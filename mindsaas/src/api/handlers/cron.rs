//! Cron trigger for the builder job runner.
//!
//! The scheduler only knows this GET endpoint; the trigger relays to the
//! runner endpoint over HTTP, mirroring the deployment where trigger and
//! runner live in separate functions.

use axum::{
    Json,
    extract::State,
    http::{HeaderMap, StatusCode, header},
    response::{IntoResponse, Response},
};
use chrono::Utc;
use serde_json::{Value, json};

use crate::AppState;

const SECRET_HEADER: &str = "x-mindsaas-secret";

/// Trigger one builder pass through the runner endpoint.
#[utoipa::path(
    get,
    path = "/cron/builder",
    tag = "jobs",
    responses(
        (status = 200, description = "Relay performed; body carries the runner's status and payload"),
        (status = 401, description = "Missing or wrong bearer secret"),
        (status = 500, description = "Runner not configured, or the relay itself failed"),
    )
)]
#[tracing::instrument(skip_all)]
pub async fn trigger_builder(State(state): State<AppState>, headers: HeaderMap) -> Response {
    if let Some(expected) = state.config.cron.secret.as_deref() {
        let provided = headers
            .get(header::AUTHORIZATION)
            .and_then(|value| value.to_str().ok())
            .and_then(|value| value.strip_prefix("Bearer "));
        if provided != Some(expected) {
            tracing::warn!("Unauthorized cron trigger attempt");
            return (StatusCode::UNAUTHORIZED, Json(json!({ "error": "Unauthorized" }))).into_response();
        }
    }

    let (Some(runner_url), Some(runner_secret)) =
        (state.config.cron.runner_url.clone(), state.config.runner.secret.clone())
    else {
        tracing::error!("Cron trigger invoked without cron.runner_url or runner.secret configured");
        return (
            StatusCode::INTERNAL_SERVER_ERROR,
            Json(json!({ "error": "Missing configuration: cron.runner_url or runner.secret" })),
        )
            .into_response();
    };

    let body = json!({
        "limit": state.config.cron.limit,
        "delivered_url_base": state.config.runner.delivered_url_base.clone().unwrap_or_default(),
    });

    tracing::info!("Calling builder job runner at {}", runner_url);

    match state
        .http
        .post(runner_url)
        .header(SECRET_HEADER, runner_secret)
        .json(&body)
        .send()
        .await
    {
        Ok(response) => {
            let status = response.status();
            let data = response.json::<Value>().await.unwrap_or_else(|_| json!({}));

            tracing::info!("Builder job runner responded with status {}", status);

            Json(json!({
                "status": status.as_u16(),
                "data": data,
                "timestamp": Utc::now(),
            }))
            .into_response()
        }
        Err(error) => {
            tracing::error!("Error calling builder job runner: {error}");
            (
                StatusCode::INTERNAL_SERVER_ERROR,
                Json(json!({ "error": error.to_string() })),
            )
                .into_response()
        }
    }
}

▬▬▬▬▬▬▬▬▬▬

EXERCISE REQUIREMENTS:
The full listing above is to be retyped exactly.

RESULT FOR THIS TASK:
filename mindsaas/src/api/handlers/cron.rs
//! Cron trigger for the builder job runner.
//!
//! The scheduler only knows this GET endpoint; the trigger relays to the
//! runner endpoint over HTTP, mirroring the deployment where trigger and
//! runner live in separate functions.

use axum::{
    Json,
    extract::State,
    http::{HeaderMap, StatusCode, header},
    response::{IntoResponse, Response},
};
use chrono::Utc;
use serde_json::{Value, json};

use crate::AppState;

const SECRET_HEADER: &str = "x-mindsaas-secret";

/// Trigger one builder pass through the runner endpoint.
#[utoipa::path(
    get,
    path = "/cron/builder",
    tag = "jobs",
    responses(
        (status = 200, description = "Relay performed; body carries the runner's status and payload"),
        (status = 401, description = "Missing or wrong bearer secret"),
        (status = 500, description = "Runner not configured, or the relay itself failed"),
    )
)]
#[tracing::instrument(skip_all)]
pub async fn trigger_builder(State(state): State<AppState>, headers: HeaderMap) -> Response {
    if let Some(expected) = state.config.cron.secret.as_deref() {
        let provided = headers
            .get(header::AUTHORIZATION)
            .and_then(|value| value.to_str().ok())
            .and_then(|value| value.strip_prefix("Bearer "));
        if provided != Some(expected) {
            tracing::warn!("Unauthorized cron trigger attempt");
            return (StatusCode::UNAUTHORIZED, Json(json!({ "error": "Unauthorized" }))).into_response();
        }
    }

    let (Some(runner_url), Some(runner_secret)) =
        (state.config.cron.runner_url.clone(), state.config.runner.secret.clone())
    else {
        tracing::error!("Cron trigger invoked without cron.runner_url or runner.secret configured");
        return (
            StatusCode::INTERNAL_SERVER_ERROR,
            Json(json!({ "error": "Missing configuration: cron.runner_url or runner.secret" })),
        )
            .into_response();
    };

    let body = json!({
        "limit": state.config.cron.limit,
        "delivered_url_base": state.config.runner.delivered_url_base.clone().unwrap_or_default(),
    });

    tracing::info!("Calling builder job runner at {}", runner_url);

    match state
        .http
        .post(runner_url)
        .header(SECRET_HEADER, runner_secret)
        .json(&body)
        .send()
        .await
    {
        Ok(response) => {
            let status = response.status();
            let data = response.json::<Value>().await.unwrap_or_else(|_| json!({}));

            tracing::info!("Builder job runner responded with status {}", status);

            Json(json!({
                "status": status.as_u16(),
                "data": data,
                "timestamp": Utc::now(),
            }))
            .into_response()
        }
        Err(error) => {
            tracing::error!("Error calling builder job runner: {error}");
            (
                StatusCode::INTERNAL_SERVER_ERROR,
                Json(json!({ "error": error.to_string() })),
            )
                .into_response()
        }
    }
}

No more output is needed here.